* [LISTED ENTRIES]:
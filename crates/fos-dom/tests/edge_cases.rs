//! Edge case and stress tests for fos-dom
//!
//! Deep trees, repeated reordering and listener routing at the boundaries.

use fos_dom::{Document, DomError, DomTree, EventBits, EventKind, ListenerId, NodeId};

// ============================================================================
// TREE SHAPE EDGE CASES
// ============================================================================

#[test]
fn test_deep_tree_membership() {
    let mut doc = Document::new();
    let body = doc.body().expect("skeleton has a body");

    let mut parent = body;
    let mut deepest = body;
    for _ in 0..1000 {
        let child = doc.tree_mut().create_element("div");
        doc.tree_mut().append_child(parent, child).unwrap();
        parent = child;
        deepest = child;
    }
    assert!(doc.is_in_document(deepest));

    let first = doc.tree().child_at(body, 0).unwrap();
    doc.tree_mut().detach(first).unwrap();
    assert!(!doc.is_in_document(deepest));
}

#[test]
fn test_repeated_moves_never_duplicate() {
    let mut tree = DomTree::new();
    let list = tree.create_element("ul");
    tree.append_child(tree.root(), list).unwrap();
    let items: Vec<_> = (0..10)
        .map(|_| {
            let li = tree.create_element("li");
            tree.append_child(list, li).unwrap();
            li
        })
        .collect();

    // Rotate the first item to the end many times
    for _ in 0..25 {
        let first = tree.child_at(list, 0).unwrap();
        tree.append_child(list, first).unwrap();
        assert_eq!(tree.child_count(list), 10);
    }

    let order: Vec<_> = tree.children(list).collect();
    let expected: Vec<_> = items.iter().cycle().skip(5).take(10).copied().collect();
    assert_eq!(order, expected);
}

#[test]
fn test_move_between_parents() {
    let mut tree = DomTree::new();
    let a = tree.create_element("div");
    let b = tree.create_element("div");
    let child = tree.create_element("span");
    tree.append_child(a, child).unwrap();

    tree.append_child(b, child).unwrap();
    assert_eq!(tree.child_count(a), 0);
    assert_eq!(tree.parent(child), Some(b));
}

#[test]
fn test_root_cannot_be_moved_or_released() {
    let mut tree = DomTree::new();
    let div = tree.create_element("div");
    assert!(matches!(
        tree.append_child(div, NodeId::ROOT),
        Err(DomError::HierarchyRequest { .. })
    ));
    assert!(tree.release(NodeId::ROOT).is_err());
}

#[test]
fn test_stale_node_is_not_found() {
    let mut tree = DomTree::new();
    let div = tree.create_element("div");
    tree.release(div).unwrap();
    assert!(matches!(tree.set_attribute(div, "id", "x"), Err(DomError::NotFound(_))));
    assert_eq!(tree.attribute(div, "id"), None);
}

// ============================================================================
// LISTENER ROUTING EDGE CASES
// ============================================================================

#[test]
fn test_non_bubbling_event_stays_on_target() {
    let mut tree = DomTree::new();
    let form = tree.create_element("form");
    let input = tree.create_element("input");
    tree.append_child(form, input).unwrap();
    tree.set_event_listener(form, Some(ListenerId(1))).unwrap();
    tree.sink_events(form, EventBits::FOCUS_EVENTS | EventBits::CLICK).unwrap();

    assert!(tree.dispatch_path(input, EventKind::Blur).is_empty());
    assert_eq!(tree.dispatch_path(input, EventKind::Click), vec![(form, ListenerId(1))]);
}

#[test]
fn test_sunk_bits_without_listener_are_ignored() {
    let mut tree = DomTree::new();
    let div = tree.create_element("div");
    tree.sink_events(div, EventBits::CLICK).unwrap();
    assert!(tree.dispatch_path(div, EventKind::Click).is_empty());

    tree.set_event_listener(div, Some(ListenerId(7))).unwrap();
    assert_eq!(tree.dispatch_path(div, EventKind::Click).len(), 1);
    tree.set_event_listener(div, None).unwrap();
    assert!(tree.dispatch_path(div, EventKind::Click).is_empty());
}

* [WORK TASK]: Above are records; repeat only the lines starting at the line with "SHAPE EDGE CASES" and ending at the line with "let mut deepest = body;", exactly as they appear, both included.

* [SOLUTION TO THIS EXERCISE]:
// TREE SHAPE EDGE CASES
// ============================================================================

#[test]
fn test_deep_tree_membership() {
    let mut doc = Document::new();
    let body = doc.body().expect("skeleton has a body");

    let mut parent = body;
    let mut deepest = body;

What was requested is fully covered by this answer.